La protesta cominciata con le donne è poi divenuta sempre più massiccia e trasversale. Secondo le ong dei diritti umani sono quasi 500 le vittime della forte repressione da parte degli ayatollah al potere che considerano i manifestanti “nemici di Dio”, reato che porta fino alla pena di morte in vigore nel Paese. Tra le vittime sono molte le eroine adolescenti rimaste uccise nelle proteste dal pugno di ferro dei pasdaran e dei basij”.

Spari mirati

Le forze di sicurezza iraniane stanno prendendo di mira le donne durante le proteste contro il regime, sparando ai loro volti, ai seni e ai genitali. È la denuncia a cui arriva il Guardian dopo interviste realizzate con i medici in tutto il Paese. Medici e infermieri – che curano i manifestanti in segreto per evitare l’arresto – hanno rilevato che le donne spesso arrivavano con ferite diverse rispetto agli uomini, colpiti invece alle gambe, alle natiche e alla schiena.
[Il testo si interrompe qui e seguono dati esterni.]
#[cfg(test)]
#[allow(clippy::unwrap_used)]
mod tests {
    use super::*;
    use planforge_core::{content_hash, EventKind};
    use std::collections::HashMap as StdHashMap;

    fn store() -> MemoryStateStore {
        MemoryStateStore::new()
    }

    fn sample_job(project: &str) -> Job {
        Job::new(project, "Build a URL shortener with analytics", StdHashMap::new())
    }

    fn sample_task(job_id: Uuid) -> Task {
        Task::new(job_id, Stage::PrdGeneration, Role::Prd, 0)
    }

    #[tokio::test]
    async fn test_insert_job_rejects_second_active_for_project() {
        let store = store();
        let a = sample_job("p2");
        store.insert_job(&a).await.unwrap();

        let b = sample_job("p2");
        let err = store.insert_job(&b).await.unwrap_err();
        assert!(matches!(err, PlanforgeError::Conflict(_)));

        // Terminal job frees the project id.
        store
            .transition_job(
                a.id,
                (JobStatus::Queued, Stage::Initialization),
                (JobStatus::Failed, Stage::Failed),
            )
            .await
            .unwrap();
        store.insert_job(&sample_job("p2")).await.unwrap();
    }

    #[tokio::test]
    async fn test_transition_job_cas_detects_staleness() {
        let store = store();
        let job = sample_job("p1");
        store.insert_job(&job).await.unwrap();

        store
            .transition_job(
                job.id,
                (JobStatus::Queued, Stage::Initialization),
                (JobStatus::InProgress, Stage::PrdGeneration),
            )
            .await
            .unwrap();

        // Same expectation again is stale now.
        let err = store
            .transition_job(
                job.id,
                (JobStatus::Queued, Stage::Initialization),
                (JobStatus::InProgress, Stage::PrdGeneration),
            )
            .await
            .unwrap_err();
        assert!(matches!(err, PlanforgeError::Conflict(_)));
    }

    #[tokio::test]
    async fn test_claim_is_exclusive() {
        let store = store();
        let job = sample_job("p1");
        store.insert_job(&job).await.unwrap();
        let task = sample_task(job.id);
        store.insert_task(&task).await.unwrap();
        store.mark_task_queued(task.id).await.unwrap();

        let w1 = Uuid::new_v4();
        let w2 = Uuid::new_v4();
        let claimed = store
            .claim_task(task.id, w1, Duration::from_secs(30))
            .await
            .unwrap();
        assert_eq!(claimed.status, TaskStatus::Claimed);
        assert_eq!(claimed.attempt, 1);

        let err = store
            .claim_task(task.id, w2, Duration::from_secs(30))
            .await
            .unwrap_err();
        assert!(matches!(err, PlanforgeError::Conflict(_)));
    }

    #[tokio::test]
    async fn test_complete_requires_claiming_worker() {
        let store = store();
        let job = sample_job("p1");
        store.insert_job(&job).await.unwrap();
        let task = sample_task(job.id);
        store.insert_task(&task).await.unwrap();
        store.mark_task_queued(task.id).await.unwrap();

        let w1 = Uuid::new_v4();
        store
            .claim_task(task.id, w1, Duration::from_secs(30))
            .await
            .unwrap();
        store.start_task(task.id, w1).await.unwrap();

        let err = store
            .complete_task(task.id, Uuid::new_v4(), serde_json::json!({"ok": true}))
            .await
            .unwrap_err();
        assert!(matches!(err, PlanforgeError::Conflict(_)));

        let done = store
            .complete_task(task.id, w1, serde_json::json!({"ok": true}))
            .await
            .unwrap();
        assert_eq!(done.status, TaskStatus::Succeeded);
        assert!(done.output.is_some());
    }

    #[tokio::test]
    async fn test_succeeded_requires_output() {
        let store = store();
        let job = sample_job("p1");
        store.insert_job(&job).await.unwrap();
        let task = sample_task(job.id);
        store.insert_task(&task).await.unwrap();
        store.mark_task_queued(task.id).await.unwrap();
        let w = Uuid::new_v4();
        store.claim_task(task.id, w, Duration::from_secs(30)).await.unwrap();
        store.start_task(task.id, w).await.unwrap();

        let err = store
            .complete_task(task.id, w, serde_json::Value::Null)
            .await
            .unwrap_err();
        assert!(matches!(err, PlanforgeError::FatalBackend(_)));
    }

    #[tokio::test]
    async fn test_release_expired_leases_requeues() {
        let store = store();
        let job = sample_job("p1");
        store.insert_job(&job).await.unwrap();
        let task = sample_task(job.id);
        store.insert_task(&task).await.unwrap();
        store.mark_task_queued(task.id).await.unwrap();

        let w = Uuid::new_v4();
        store
            .claim_task(task.id, w, Duration::from_secs(0))
            .await
            .unwrap();

        let released = store
            .release_expired_leases(Utc::now() + chrono::Duration::seconds(1))
            .await
            .unwrap();
        assert_eq!(released.len(), 1);
        assert_eq!(released[0].status, TaskStatus::Queued);
        assert!(released[0].lease.is_none());

        // Another worker can now claim; attempt counts the second claim.
        let reclaimed = store
            .claim_task(task.id, Uuid::new_v4(), Duration::from_secs(30))
            .await
            .unwrap();
        assert_eq!(reclaimed.attempt, 2);
    }

    #[tokio::test]
    async fn test_cancel_tasks_skips_terminal() {
        let store = store();
        let job = sample_job("p1");
        store.insert_job(&job).await.unwrap();

        let done = sample_task(job.id);
        store.insert_task(&done).await.unwrap();
        store.mark_task_queued(done.id).await.unwrap();
        let w = Uuid::new_v4();
        store.claim_task(done.id, w, Duration::from_secs(30)).await.unwrap();
        store.start_task(done.id, w).await.unwrap();
        store
            .complete_task(done.id, w, serde_json::json!({"artifact": "x"}))
            .await
            .unwrap();

        let pending = Task::new(job.id, Stage::Planning, Role::Plan, 0);
        store.insert_task(&pending).await.unwrap();

        let cancelled = store.cancel_tasks_for_job(job.id).await.unwrap();
        assert_eq!(cancelled, vec![pending.id]);
        assert_eq!(
            store.get_task(done.id).await.unwrap().status,
            TaskStatus::Succeeded
        );
    }

    #[tokio::test]
    async fn test_put_artifact_is_idempotent() {
        let store = store();
        let job_id = Uuid::new_v4();
        let task_id = Uuid::new_v4();
        let content = serde_json::json!({"title": "PRD"});

        let a = Artifact::new(ArtifactKind::Prd, job_id, task_id, content.clone());
        let b = Artifact::new(ArtifactKind::Prd, job_id, task_id, content.clone());
        let (hash_a, stored_a) = store.put_artifact(a).await.unwrap();
        let (hash_b, stored_b) = store.put_artifact(b).await.unwrap();

        assert_eq!(hash_a, hash_b);
        assert_eq!(hash_a, content_hash(&content));
        assert!(stored_a);
        assert!(!stored_b);
        assert_eq!(store.artifacts_for_job(job_id).await.unwrap().len(), 1);
    }

    #[tokio::test]
    async fn test_event_sequences_are_gap_free_per_job() {
        let store = store();
        let job_a = Uuid::new_v4();
        let job_b = Uuid::new_v4();

        for _ in 0..3 {
            store
                .append_event(Event::new(job_a, EventKind::Heartbeat))
                .await
                .unwrap();
        }
        store
            .append_event(Event::new(job_b, EventKind::JobCreated))
            .await
            .unwrap();

        let log_a = store.events_for_job(job_a, 0, 100).await.unwrap();
        assert_eq!(log_a.iter().map(|e| e.seq).collect::<Vec<_>>(), vec![1, 2, 3]);
        let log_b = store.events_for_job(job_b, 0, 100).await.unwrap();
        assert_eq!(log_b[0].seq, 1);

        // Paged read from a mid-sequence number.
        let tail = store.events_for_job(job_a, 2, 100).await.unwrap();
        assert_eq!(tail.iter().map(|e| e.seq).collect::<Vec<_>>(), vec![2, 3]);
    }

    #[tokio::test]
    async fn test_write_truth_is_transactional() {
        let store = store();
        let job = sample_job("p1");
        store.insert_job(&job).await.unwrap();

        let record = TruthRecord {
            job_id: job.id,
            requirements_hash: "r".into(),
            prd_hash: "p".into(),
            prd_artifact_id: "p".into(),
            approved_at: Utc::now(),
            notes: None,
        };
        // Wrong expectation: nothing is written.
        let err = store
            .write_truth(
                record.clone(),
                (JobStatus::WaitingForApproval, Stage::WaitingForApproval),
                (JobStatus::Running, Stage::Planning),
                Event::new(job.id, EventKind::ApprovalGranted),
            )
            .await
            .unwrap_err();
        assert!(matches!(err, PlanforgeError::Conflict(_)));
        assert!(store.get_truth(job.id).await.unwrap().is_none());
        assert!(store.events_for_job(job.id, 0, 10).await.unwrap().is_empty());
    }

    #[tokio::test]
    async fn test_reset_failed_job_clears_derived_state() {
        let store = store();
        let mut job = sample_job("p1");
        job.status = JobStatus::Failed;
        job.stage = Stage::Failed;
        store.insert_job(&job).await.unwrap();

        let task = sample_task(job.id);
        store.insert_task(&task).await.unwrap();
        let artifact = Artifact::new(
            ArtifactKind::Prd,
            job.id,
            task.id,
            serde_json::json!({"title": "PRD"}),
        );
        store.put_artifact(artifact).await.unwrap();
        store
            .append_event(Event::new(job.id, EventKind::JobFailed))
            .await
            .unwrap();

        let reset = store.reset_failed_job(job.id).await.unwrap();
        assert_eq!(reset.status, JobStatus::Queued);
        assert_eq!(reset.stage, Stage::Initialization);
        assert!(store.tasks_for_job(job.id).await.unwrap().is_empty());
        assert!(store.artifacts_for_job(job.id).await.unwrap().is_empty());
        // Event history survives restart.
        assert_eq!(store.events_for_job(job.id, 0, 10).await.unwrap().len(), 1);
    }

    #[tokio::test]
    async fn test_restart_rejected_unless_failed() {
        let store = store();
        let job = sample_job("p1");
        store.insert_job(&job).await.unwrap();
        let err = store.reset_failed_job(job.id).await.unwrap_err();
        assert!(matches!(err, PlanforgeError::NotFailed(_)));
    }

    #[tokio::test]
    async fn test_delete_job_cascades() {
        let store = store();
        let job = sample_job("p1");
        store.insert_job(&job).await.unwrap();
        let task = sample_task(job.id);
        store.insert_task(&task).await.unwrap();
        store
            .append_event(Event::new(job.id, EventKind::JobCreated))
            .await
            .unwrap();

        store.delete_job(job.id).await.unwrap();
        assert!(matches!(
            store.get_job(job.id).await.unwrap_err(),
            PlanforgeError::NotFound(_)
        ));
        assert!(store.tasks_for_job(job.id).await.unwrap().is_empty());
        assert!(store.events_for_job(job.id, 0, 10).await.unwrap().is_empty());
    }

    #[tokio::test]
    async fn test_insert_task_is_idempotent_by_id() {
        let store = store();
        let job = sample_job("p1");
        store.insert_job(&job).await.unwrap();
        let task = sample_task(job.id);
        assert!(store.insert_task(&task).await.unwrap());
        assert!(!store.insert_task(&task).await.unwrap());
    }

    #[tokio::test]
    async fn test_module_catalog_round_trip() {
        let store = store();
        store
            .upsert_module(ModuleEntry::new(
                "auth-core",
                "Authentication",
                vec!["oauth".into()],
                "1.0.0",
            ))
            .await
            .unwrap();
        store
            .upsert_module(ModuleEntry::new(
                "auth-core",
                "Authentication",
                vec!["oauth".into(), "sso".into()],
                "1.1.0",
            ))
            .await
            .unwrap();

        let modules = store.list_modules().await.unwrap();
        assert_eq!(modules.len(), 1);
        assert_eq!(modules[0].version, "1.1.0");
    }
}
Nonostante la censura sul web abbia nascosto gran parte della sanguinosa repressione dei manifestanti, le foto fornite dai medici al Guardian hanno mostrato ferite devastanti su tutto il corpo, conseguenza di colpi esplosi a distanza ravvicinata. Alcune delle foto mostravano persone con decine di minuscoli pallini conficcati in profondità nella carne.  Un medico della provincia centrale di Isfahan ha affermato di ritenere che le autorità stessero prendendo di mira uomini e donne in modi diversi “perché volevano distruggere la bellezza di queste donne”. “Ho curato una donna sui vent’anni, che è stata colpita ai genitali da due pallottole. Altri dieci pallini erano stati depositati nella sua parte interna della coscia. Questi 10 pallini sono stati rimossi facilmente, ma quei due pallini erano una sfida, perché erano incastrati tra la sua uretra e l’apertura vaginale», ha detto il medico. Traumatizzato dall’esperienza il medico, che ha parlato a condizione dell’anonimato come tutti gli intervistati per paura di rappresaglie, ha affermato di aver avuto difficoltà ad affrontare lo stress e il dolore a cui ha assistito: “Avrebbe potuto essere mia figlia” ha detto. Un medico di Karaj, una città vicino a Teheran, ha detto al Guardian che le forze di sicurezza iraniane “sparano ai volti e alle parti intime delle donne perché hanno un complesso di inferiorità. E vogliono liberarsi dei loro complessi sessuali facendo del male a questi giovani”. Il ministero degli Affari Esteri iraniano è stato contattato per commentare le accuse dei medici ma non ha ancora risposto, scrive il Guardian. Il quotidiano londinese ha parlato con dieci medici professionisti, i quali hanno avvertito che le ferite potrebbero causare a centinaia di giovani iraniani danni permanenti. Spesso, hanno aggiunto, sono stati curati donne, uomini e bambini colpiti agli occhi.

Questo è il regime iraniano. Brutale, sanguinario, misogino. Ma la lotta continua.